= Jean-François Ducos =

French politician (1765–1793)

Jean-François Ducos (26 October 1765 – 31 October 1793) was a French député for the Gironde to the Legislative Assembly then the National Convention.

==Life==
The son of a merchant in Bordeaux, he was sent to Nantes to learn his trade but there became interested in politics and philosophy, joining several such circles, in which he gained a reputation for patriotism. This allowed him to be elected as a député for Gironde to the Legislative Assembly then the Convention. There he sat with the Girondins (but tended to favour the opinions of the Montagnards) and took up marked positions, such as in the issues surrounding Louis XVI, the abolition of the monarchy and the question of the refractory priests. He was virulently opposed to La Fayette.

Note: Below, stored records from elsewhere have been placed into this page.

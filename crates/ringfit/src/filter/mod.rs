//! Filter model: closed-form density templates and their composition.
//!
//! A [`Filter`] is an immutable tree. Leaves are the template kinds
//! re-exported from this module; inner nodes are [`Filter::Sum`] (add two
//! densities) and [`Filter::Scale`] (multiply a density by a relative
//! flux weight). Changing parameters means building a new tree, usually
//! through [`crate::codec::unpack`].

mod blob;
mod cosine;
mod image;
mod ring;
mod spiral;
pub(crate) mod validate;

pub use blob::{AsymGaussian, Constant, Disk};
pub use cosine::CosineRing;
pub use image::ImageFilter;
pub use ring::{
    EllipticalGaussianRing, GaussianRing, GeneralGaussianRing, SlashedGaussianRing,
    TIDAGaussianRing,
};
pub use spiral::LogSpiral;

use crate::codec::FilterShape;
use crate::error::{FilterError, Result};

/// Added to every template density so logarithms never see an exact zero.
pub const DENSITY_FLOOR: f64 = 1e-50;

/// Pointwise density of a leaf template.
pub trait Template {
    /// Kind name used in errors and diagnostics.
    const KIND: &'static str;

    /// Density at `(x, y)`; strictly positive and side-effect free.
    fn evaluate(&self, x: f64, y: f64) -> f64;

    /// Append the parameters in packing order.
    fn pack_into(&self, out: &mut Vec<f64>);
}

/// Templates with a fixed parameter schema.
pub trait FixedTemplate: Template + Sized {
    /// Parameter names in packing order.
    const PARAM_NAMES: &'static [&'static str];

    /// Number of parameters.
    const ARITY: usize = Self::PARAM_NAMES.len();

    /// Validated construction from a flat slice of exactly `ARITY` values.
    fn from_params(p: &[f64]) -> Result<Self>;
}

/// Copy a slice into a fixed-size array, reporting a count mismatch.
pub(crate) fn fixed_params<const N: usize>(p: &[f64]) -> Result<[f64; N]> {
    p.try_into()
        .map_err(|_| FilterError::ParameterCountMismatch {
            expected: N,
            got: p.len(),
        })
}

/// A filter tree.
#[derive(Debug, Clone, PartialEq)]
pub enum Filter {
    /// Circular Gaussian ring.
    GaussianRing(GaussianRing),
    /// Circular ring with azimuthal slash.
    SlashedGaussianRing(SlashedGaussianRing),
    /// Elliptical ring.
    EllipticalGaussianRing(EllipticalGaussianRing),
    /// Elliptical ring with slash tied to the asymmetry axes.
    TIDAGaussianRing(TIDAGaussianRing),
    /// Elliptical ring with independent slash orientation.
    GeneralGaussianRing(GeneralGaussianRing),
    /// Ring with cosine-series thickness and slash.
    CosineRing(CosineRing),
    /// Uniform disk with Gaussian edge.
    Disk(Disk),
    /// Elliptical Gaussian blob.
    AsymGaussian(AsymGaussian),
    /// Flat floor.
    Constant(Constant),
    /// Logarithmic spiral arm.
    LogSpiral(LogSpiral),
    /// Shifted external image.
    Image(ImageFilter),
    /// Sum of two densities.
    Sum(Box<Filter>, Box<Filter>),
    /// Density times a non-negative relative weight.
    Scale(Box<Filter>, Weight),
}

/// Relative flux weight of a [`Filter::Scale`] node; finite and `>= 0`.
#[derive(Debug, Clone, Copy, PartialEq, PartialOrd)]
pub struct Weight(f64);

impl Weight {
    /// Checked weight.
    pub fn new(w: f64) -> Result<Self> {
        validate::non_negative("Scale", "w", w).map(Self)
    }

    /// Raw value.
    pub fn get(self) -> f64 {
        self.0
    }
}

macro_rules! impl_from_leaf {
    ($($variant:ident => $ty:ty),* $(,)?) => {
        $(
            impl From<$ty> for Filter {
                fn from(leaf: $ty) -> Self {
                    Filter::$variant(leaf)
                }
            }
        )*
    };
}

impl_from_leaf! {
    GaussianRing => GaussianRing,
    SlashedGaussianRing => SlashedGaussianRing,
    EllipticalGaussianRing => EllipticalGaussianRing,
    TIDAGaussianRing => TIDAGaussianRing,
    GeneralGaussianRing => GeneralGaussianRing,
    CosineRing => CosineRing,
    Disk => Disk,
    AsymGaussian => AsymGaussian,
    Constant => Constant,
    LogSpiral => LogSpiral,
    Image => ImageFilter,
}

/// `a + b`: both densities evaluated and added.
pub fn combine(a: impl Into<Filter>, b: impl Into<Filter>) -> Filter {
    Filter::Sum(Box::new(a.into()), Box::new(b.into()))
}

/// `w · f` with `w >= 0`.
pub fn scale(f: impl Into<Filter>, w: f64) -> Result<Filter> {
    Ok(Filter::Scale(Box::new(f.into()), Weight::new(w)?))
}

impl Filter {
    /// Density at `(x, y)`.
    pub fn evaluate(&self, x: f64, y: f64) -> f64 {
        match self {
            Self::GaussianRing(f) => f.evaluate(x, y),
            Self::SlashedGaussianRing(f) => f.evaluate(x, y),
            Self::EllipticalGaussianRing(f) => f.evaluate(x, y),
            Self::TIDAGaussianRing(f) => f.evaluate(x, y),
            Self::GeneralGaussianRing(f) => f.evaluate(x, y),
            Self::CosineRing(f) => f.evaluate(x, y),
            Self::Disk(f) => f.evaluate(x, y),
            Self::AsymGaussian(f) => f.evaluate(x, y),
            Self::Constant(f) => f.evaluate(x, y),
            Self::LogSpiral(f) => f.evaluate(x, y),
            Self::Image(f) => f.evaluate(x, y),
            Self::Sum(a, b) => a.evaluate(x, y) + b.evaluate(x, y),
            Self::Scale(f, w) => w.get() * f.evaluate(x, y),
        }
    }

    /// Number of free parameters.
    pub fn size(&self) -> usize {
        match self {
            Self::GaussianRing(_) => GaussianRing::ARITY,
            Self::SlashedGaussianRing(_) => SlashedGaussianRing::ARITY,
            Self::EllipticalGaussianRing(_) => EllipticalGaussianRing::ARITY,
            Self::TIDAGaussianRing(_) => TIDAGaussianRing::ARITY,
            Self::GeneralGaussianRing(_) => GeneralGaussianRing::ARITY,
            Self::CosineRing(f) => CosineRing::arity(f.n(), f.m()),
            Self::Disk(_) => Disk::ARITY,
            Self::AsymGaussian(_) => AsymGaussian::ARITY,
            Self::Constant(_) => Constant::ARITY,
            Self::LogSpiral(_) => LogSpiral::ARITY,
            Self::Image(_) => ImageFilter::PARAM_NAMES.len(),
            Self::Sum(a, b) => a.size() + b.size(),
            Self::Scale(f, _) => f.size() + 1,
        }
    }

    /// Kind name of the root node.
    pub fn kind(&self) -> &'static str {
        match self {
            Self::GaussianRing(_) => GaussianRing::KIND,
            Self::SlashedGaussianRing(_) => SlashedGaussianRing::KIND,
            Self::EllipticalGaussianRing(_) => EllipticalGaussianRing::KIND,
            Self::TIDAGaussianRing(_) => TIDAGaussianRing::KIND,
            Self::GeneralGaussianRing(_) => GeneralGaussianRing::KIND,
            Self::CosineRing(_) => CosineRing::KIND,
            Self::Disk(_) => Disk::KIND,
            Self::AsymGaussian(_) => AsymGaussian::KIND,
            Self::Constant(_) => Constant::KIND,
            Self::LogSpiral(_) => LogSpiral::KIND,
            Self::Image(_) => ImageFilter::KIND,
            Self::Sum(..) => "Sum",
            Self::Scale(..) => "Scale",
        }
    }

    /// Shape descriptor needed to unpack this tree's parameter vector.
    pub fn shape(&self) -> FilterShape {
        match self {
            Self::GaussianRing(_) => FilterShape::GaussianRing,
            Self::SlashedGaussianRing(_) => FilterShape::SlashedGaussianRing,
            Self::EllipticalGaussianRing(_) => FilterShape::EllipticalGaussianRing,
            Self::TIDAGaussianRing(_) => FilterShape::TIDAGaussianRing,
            Self::GeneralGaussianRing(_) => FilterShape::GeneralGaussianRing,
            Self::CosineRing(f) => FilterShape::CosineRing { n: f.n(), m: f.m() },
            Self::Disk(_) => FilterShape::Disk,
            Self::AsymGaussian(_) => FilterShape::AsymGaussian,
            Self::Constant(_) => FilterShape::Constant,
            Self::LogSpiral(_) => FilterShape::LogSpiral,
            Self::Image(f) => FilterShape::Image(f.source().clone()),
            Self::Sum(a, b) => FilterShape::Sum(Box::new(a.shape()), Box::new(b.shape())),
            Self::Scale(f, _) => FilterShape::Scale(Box::new(f.shape())),
        }
    }

    /// Append this tree's parameters depth-first: leaves in declaration
    /// order, `Sum` left then right, `Scale` child then weight.
    pub fn pack_into(&self, out: &mut Vec<f64>) {
        match self {
            Self::GaussianRing(f) => f.pack_into(out),
            Self::SlashedGaussianRing(f) => f.pack_into(out),
            Self::EllipticalGaussianRing(f) => f.pack_into(out),
            Self::TIDAGaussianRing(f) => f.pack_into(out),
            Self::GeneralGaussianRing(f) => f.pack_into(out),
            Self::CosineRing(f) => f.pack_into(out),
            Self::Disk(f) => f.pack_into(out),
            Self::AsymGaussian(f) => f.pack_into(out),
            Self::Constant(f) => f.pack_into(out),
            Self::LogSpiral(f) => f.pack_into(out),
            Self::Image(f) => f.pack_into(out),
            Self::Sum(a, b) => {
                a.pack_into(out);
                b.pack_into(out);
            }
            Self::Scale(f, w) => {
                f.pack_into(out);
                out.push(w.get());
            }
        }
    }

    /// Flatten a chain of sums into its ordered terms.
    ///
    /// `Scale` nodes are kept whole so each term still carries its weight.
    pub fn split(&self) -> Vec<&Filter> {
        let mut terms = Vec::new();
        self.collect_terms(&mut terms);
        terms
    }

    fn collect_terms<'a>(&'a self, out: &mut Vec<&'a Filter>) {
        match self {
            Self::Sum(a, b) => {
                a.collect_terms(out);
                b.collect_terms(out);
            }
            other => out.push(other),
        }
    }
}

#[cfg(test)]
mod tests {
    use super::*;
    use approx::assert_relative_eq;
    use rand::prelude::*;
    use std::f64::consts::PI;
    use std::sync::Arc;

    use crate::sky_image::SkyImage;

    fn ring() -> GaussianRing {
        GaussianRing::new(20.0, 5.0, 0.0, 0.0).unwrap()
    }

    fn every_leaf() -> Vec<Filter> {
        let src = SkyImage::centered(nalgebra::DMatrix::from_element(8, 8, 0.5), 16.0).unwrap();
        vec![
            ring().into(),
            SlashedGaussianRing::new(15.0, 3.0, 0.4, 0.3, 1.0, -1.0).unwrap().into(),
            EllipticalGaussianRing::new(15.0, 3.0, 0.2, 0.3, 1.0, -1.0).unwrap().into(),
            TIDAGaussianRing::new(15.0, 3.0, 0.2, -0.5, 0.3, 1.0, -1.0).unwrap().into(),
            GeneralGaussianRing::new(15.0, 3.0, 0.2, 0.3, 0.5, 1.1, 1.0, -1.0).unwrap().into(),
            CosineRing::new(
                15.0,
                vec![3.0, 0.5],
                vec![0.2],
                0.1,
                0.4,
                vec![0.3, 0.1],
                vec![0.5, -0.5],
                1.0,
                -1.0,
            )
            .unwrap()
            .into(),
            Disk::new(10.0, 2.0, 0.0, 0.0).unwrap().into(),
            AsymGaussian::new(6.0, 0.3, 0.2, 0.0, 0.0).unwrap().into(),
            Constant.into(),
            LogSpiral::new(8.0, 0.25, 2.0, 3.0, 0.0, 0.0, 0.0).unwrap().into(),
            ImageFilter::new(0.5, 0.5, Arc::new(src)).unwrap().into(),
        ]
    }

    #[test]
    fn all_leaves_are_strictly_positive() {
        let mut rng = StdRng::seed_from_u64(42);
        let far = [(1e4, 1e4), (-1e5, 3.0), (0.0, 0.0), (1e8, -1e8)];
        for leaf in every_leaf() {
            for &(x, y) in &far {
                let v = leaf.evaluate(x, y);
                assert!(v > 0.0 && v.is_finite(), "{}: {v} at ({x}, {y})", leaf.kind());
            }
            for _ in 0..500 {
                let x = rng.gen_range(-80.0..80.0);
                let y = rng.gen_range(-80.0..80.0);
                let v = leaf.evaluate(x, y);
                assert!(v > 0.0 && v.is_finite(), "{}: {v} at ({x}, {y})", leaf.kind());
            }
        }
    }

    #[test]
    fn sum_adds_and_scale_multiplies() {
        let a = ring();
        let b = Disk::new(5.0, 1.0, 3.0, 0.0).unwrap();
        let sum = combine(a, b);
        let scaled = scale(b, 0.25).unwrap();
        for &(x, y) in &[(0.0, 0.0), (20.0, 0.0), (3.0, 7.0)] {
            assert_relative_eq!(sum.evaluate(x, y), a.evaluate(x, y) + b.evaluate(x, y));
            assert_relative_eq!(scaled.evaluate(x, y), 0.25 * b.evaluate(x, y));
        }
    }

    #[test]
    fn sizes_are_additive() {
        let a: Filter = ring().into();
        let b: Filter = CosineRing::new(
            10.0,
            vec![1.0, 0.1],
            vec![0.0],
            0.0,
            0.0,
            vec![0.2],
            vec![0.0],
            0.0,
            0.0,
        )
        .unwrap()
        .into();
        let sum = combine(a.clone(), b.clone());
        assert_eq!(sum.size(), a.size() + b.size());
        let scaled = scale(b.clone(), 2.0).unwrap();
        assert_eq!(scaled.size(), b.size() + 1);
        for leaf in every_leaf() {
            let mut packed = Vec::new();
            leaf.pack_into(&mut packed);
            assert_eq!(packed.len(), leaf.size(), "{}", leaf.kind());
        }
    }

    #[test]
    fn scale_rejects_negative_weight() {
        assert!(scale(ring(), -0.1).is_err());
        assert!(scale(ring(), 0.0).is_ok());
        assert!(Weight::new(f64::NAN).is_err());
        assert!(Weight::new(f64::INFINITY).is_err());
    }

    #[test]
    fn scale_node_built_by_hand_still_carries_a_checked_weight() {
        let w = Weight::new(0.25).unwrap();
        let node = Filter::Scale(Box::new(ring().into()), w);
        assert_eq!(node, scale(ring(), 0.25).unwrap());
        assert_relative_eq!(node.evaluate(20.0, 0.0), 0.25 * ring().evaluate(20.0, 0.0));
        assert!(matches!(
            Weight::new(-1e-3),
            Err(FilterError::InvalidParameter { kind: "Scale", .. })
        ));
    }

    #[test]
    fn split_recovers_terms_in_order() {
        let model = combine(
            combine(ring(), scale(Constant, 0.1).unwrap()),
            AsymGaussian::new(3.0, 0.0, PI, 0.0, 0.0).unwrap(),
        );
        let kinds: Vec<_> = model.split().iter().map(|f| f.kind()).collect();
        assert_eq!(kinds, vec!["GaussianRing", "Scale", "AsymGaussian"]);
    }

    #[test]
    fn pack_layout_for_composites() {
        let model = combine(ring(), scale(Disk::new(4.0, 1.0, 2.0, 3.0).unwrap(), 0.5).unwrap());
        let mut packed = Vec::new();
        model.pack_into(&mut packed);
        assert_eq!(packed, vec![20.0, 5.0, 0.0, 0.0, 4.0, 1.0, 2.0, 3.0, 0.5]);
    }
}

Protection from Marat meant he escaped a purge on 2 June 1793, but he fell under suspicion due to his protests against the arrests of his colleagues. He was mentioned in the report by Amar on 3 October 1793 and condemned to death on 30 October. He was guillotined on 31 October alongside other Girondins, including his friend and brother-in-law Jean-Baptiste Boyer-Fonfrède. Noted for his caustic wit, Ducos reputedly remarked, while awaiting his turn at the guillotine, "The Convention has forgotten one thing: a decree on the unity and indivisibility of heads and bodies."

==In popular culture==
- Ducos, together with his friend Boyer-Fonfrède, appears in a supporting role in the historical mystery novel Palace of Justice (2010) by Susanne Alleyn.